▶ Supplied material
═══

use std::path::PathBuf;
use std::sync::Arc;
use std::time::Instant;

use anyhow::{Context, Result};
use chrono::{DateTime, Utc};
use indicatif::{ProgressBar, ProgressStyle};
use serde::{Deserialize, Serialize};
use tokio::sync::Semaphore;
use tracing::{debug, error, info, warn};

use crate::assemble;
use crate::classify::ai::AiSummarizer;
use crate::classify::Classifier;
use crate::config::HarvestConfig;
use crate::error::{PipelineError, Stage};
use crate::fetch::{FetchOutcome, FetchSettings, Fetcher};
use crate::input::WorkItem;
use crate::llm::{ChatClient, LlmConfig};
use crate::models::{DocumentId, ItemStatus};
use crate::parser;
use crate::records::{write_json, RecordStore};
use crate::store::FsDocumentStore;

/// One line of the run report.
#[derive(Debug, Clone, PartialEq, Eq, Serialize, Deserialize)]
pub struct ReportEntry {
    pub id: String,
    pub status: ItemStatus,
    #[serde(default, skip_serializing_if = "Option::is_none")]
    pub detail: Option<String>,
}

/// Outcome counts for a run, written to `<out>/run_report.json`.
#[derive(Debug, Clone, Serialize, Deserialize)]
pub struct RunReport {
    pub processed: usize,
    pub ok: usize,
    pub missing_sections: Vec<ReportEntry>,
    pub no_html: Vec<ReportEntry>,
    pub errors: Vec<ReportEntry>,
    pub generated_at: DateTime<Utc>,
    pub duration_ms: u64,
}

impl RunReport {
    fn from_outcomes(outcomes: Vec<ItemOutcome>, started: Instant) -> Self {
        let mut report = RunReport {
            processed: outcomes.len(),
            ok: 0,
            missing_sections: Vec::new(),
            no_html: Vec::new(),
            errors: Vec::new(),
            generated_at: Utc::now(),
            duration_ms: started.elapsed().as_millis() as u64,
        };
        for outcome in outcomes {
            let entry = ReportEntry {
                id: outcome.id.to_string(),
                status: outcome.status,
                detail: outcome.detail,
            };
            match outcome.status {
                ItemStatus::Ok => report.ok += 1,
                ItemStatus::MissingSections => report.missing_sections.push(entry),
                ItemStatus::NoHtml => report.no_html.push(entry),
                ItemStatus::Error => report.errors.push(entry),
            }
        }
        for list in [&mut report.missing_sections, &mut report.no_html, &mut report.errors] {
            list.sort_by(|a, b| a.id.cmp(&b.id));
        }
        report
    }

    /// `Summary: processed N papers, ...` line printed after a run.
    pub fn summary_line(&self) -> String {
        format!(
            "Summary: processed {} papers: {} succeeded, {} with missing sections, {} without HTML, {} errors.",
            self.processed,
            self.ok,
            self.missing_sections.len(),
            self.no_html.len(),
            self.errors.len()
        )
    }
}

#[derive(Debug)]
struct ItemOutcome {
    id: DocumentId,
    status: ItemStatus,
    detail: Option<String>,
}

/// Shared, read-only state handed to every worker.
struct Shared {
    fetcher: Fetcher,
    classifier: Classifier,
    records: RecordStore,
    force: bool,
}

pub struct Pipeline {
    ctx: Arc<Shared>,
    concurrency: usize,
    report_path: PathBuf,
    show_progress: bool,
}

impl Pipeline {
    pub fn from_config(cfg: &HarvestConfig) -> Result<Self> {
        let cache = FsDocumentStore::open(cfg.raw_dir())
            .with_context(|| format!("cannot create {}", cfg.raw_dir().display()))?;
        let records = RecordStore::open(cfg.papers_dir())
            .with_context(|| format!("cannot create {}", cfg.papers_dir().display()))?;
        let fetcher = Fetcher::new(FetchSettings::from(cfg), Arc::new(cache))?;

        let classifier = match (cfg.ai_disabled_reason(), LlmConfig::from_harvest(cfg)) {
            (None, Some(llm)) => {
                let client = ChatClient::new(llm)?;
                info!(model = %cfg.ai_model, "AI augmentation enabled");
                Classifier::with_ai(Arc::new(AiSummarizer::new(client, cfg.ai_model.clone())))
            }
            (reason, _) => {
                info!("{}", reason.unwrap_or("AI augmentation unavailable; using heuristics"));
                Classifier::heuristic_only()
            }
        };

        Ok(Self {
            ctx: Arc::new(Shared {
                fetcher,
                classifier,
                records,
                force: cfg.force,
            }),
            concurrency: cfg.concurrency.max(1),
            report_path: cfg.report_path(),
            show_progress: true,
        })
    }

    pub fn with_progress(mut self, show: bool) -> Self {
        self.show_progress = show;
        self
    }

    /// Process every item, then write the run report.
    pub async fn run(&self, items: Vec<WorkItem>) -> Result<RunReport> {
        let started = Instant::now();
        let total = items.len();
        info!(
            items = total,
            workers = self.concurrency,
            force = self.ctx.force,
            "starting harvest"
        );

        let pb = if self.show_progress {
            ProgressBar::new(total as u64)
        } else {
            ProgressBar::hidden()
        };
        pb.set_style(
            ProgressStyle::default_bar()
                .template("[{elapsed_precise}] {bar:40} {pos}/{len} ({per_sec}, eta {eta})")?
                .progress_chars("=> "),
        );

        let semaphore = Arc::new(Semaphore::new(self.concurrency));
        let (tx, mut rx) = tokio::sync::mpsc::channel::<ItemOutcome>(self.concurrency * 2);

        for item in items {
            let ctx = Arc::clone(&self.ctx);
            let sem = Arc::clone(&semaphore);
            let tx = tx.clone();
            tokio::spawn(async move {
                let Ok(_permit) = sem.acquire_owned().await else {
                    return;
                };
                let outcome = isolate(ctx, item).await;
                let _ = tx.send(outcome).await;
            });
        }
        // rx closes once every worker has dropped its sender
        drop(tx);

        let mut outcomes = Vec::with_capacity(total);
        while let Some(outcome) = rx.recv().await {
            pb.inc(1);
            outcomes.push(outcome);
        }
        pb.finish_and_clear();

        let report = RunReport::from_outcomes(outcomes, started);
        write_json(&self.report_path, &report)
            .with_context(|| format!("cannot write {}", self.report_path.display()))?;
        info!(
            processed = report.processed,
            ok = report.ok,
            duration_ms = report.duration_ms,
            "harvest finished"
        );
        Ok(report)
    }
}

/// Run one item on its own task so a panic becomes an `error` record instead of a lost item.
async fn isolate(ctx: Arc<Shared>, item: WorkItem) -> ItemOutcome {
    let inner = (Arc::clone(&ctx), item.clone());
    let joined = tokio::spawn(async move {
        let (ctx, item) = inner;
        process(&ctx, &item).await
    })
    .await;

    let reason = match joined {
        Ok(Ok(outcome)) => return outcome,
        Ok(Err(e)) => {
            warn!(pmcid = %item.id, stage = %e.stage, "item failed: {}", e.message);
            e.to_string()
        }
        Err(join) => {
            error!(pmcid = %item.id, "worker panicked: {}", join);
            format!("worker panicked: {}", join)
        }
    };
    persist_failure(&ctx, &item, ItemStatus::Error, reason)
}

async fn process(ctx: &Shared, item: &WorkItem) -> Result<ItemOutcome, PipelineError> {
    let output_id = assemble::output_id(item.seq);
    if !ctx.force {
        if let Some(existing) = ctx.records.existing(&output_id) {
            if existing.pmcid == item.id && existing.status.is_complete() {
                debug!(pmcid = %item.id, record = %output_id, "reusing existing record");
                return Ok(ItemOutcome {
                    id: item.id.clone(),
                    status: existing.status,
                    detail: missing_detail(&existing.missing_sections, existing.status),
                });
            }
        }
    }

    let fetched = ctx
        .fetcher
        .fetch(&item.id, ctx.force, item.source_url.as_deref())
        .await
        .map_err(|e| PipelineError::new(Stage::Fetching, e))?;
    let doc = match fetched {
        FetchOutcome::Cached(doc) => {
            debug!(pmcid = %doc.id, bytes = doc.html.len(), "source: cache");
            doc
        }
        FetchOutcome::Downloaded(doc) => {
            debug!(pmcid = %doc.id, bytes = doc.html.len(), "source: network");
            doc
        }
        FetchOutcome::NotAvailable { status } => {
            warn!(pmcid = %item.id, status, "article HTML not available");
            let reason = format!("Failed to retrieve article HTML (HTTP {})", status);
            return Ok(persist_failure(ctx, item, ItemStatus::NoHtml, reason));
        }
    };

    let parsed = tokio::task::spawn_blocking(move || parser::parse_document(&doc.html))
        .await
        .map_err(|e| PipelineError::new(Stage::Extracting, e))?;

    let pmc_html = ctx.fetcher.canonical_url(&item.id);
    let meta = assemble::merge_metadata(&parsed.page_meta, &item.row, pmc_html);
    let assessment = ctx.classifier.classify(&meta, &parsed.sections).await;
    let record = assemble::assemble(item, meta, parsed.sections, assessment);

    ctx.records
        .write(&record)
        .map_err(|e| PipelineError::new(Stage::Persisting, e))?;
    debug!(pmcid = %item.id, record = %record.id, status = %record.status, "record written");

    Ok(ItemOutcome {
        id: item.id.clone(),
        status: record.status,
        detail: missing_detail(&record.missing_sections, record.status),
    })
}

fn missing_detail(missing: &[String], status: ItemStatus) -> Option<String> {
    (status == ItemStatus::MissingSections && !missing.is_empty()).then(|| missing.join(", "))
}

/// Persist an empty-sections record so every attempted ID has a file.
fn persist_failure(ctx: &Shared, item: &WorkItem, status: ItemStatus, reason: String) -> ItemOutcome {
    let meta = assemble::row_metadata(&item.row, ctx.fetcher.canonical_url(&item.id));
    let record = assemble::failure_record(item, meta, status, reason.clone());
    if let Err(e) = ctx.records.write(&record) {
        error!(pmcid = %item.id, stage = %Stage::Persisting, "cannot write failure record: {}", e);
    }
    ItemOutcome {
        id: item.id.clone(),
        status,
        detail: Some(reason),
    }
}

═══

▶ Task to complete
Write out each line above with the word "HarvestConfig".

▶ Reply
use crate::config::HarvestConfig;
    pub fn from_config(cfg: &HarvestConfig) -> Result<Self> {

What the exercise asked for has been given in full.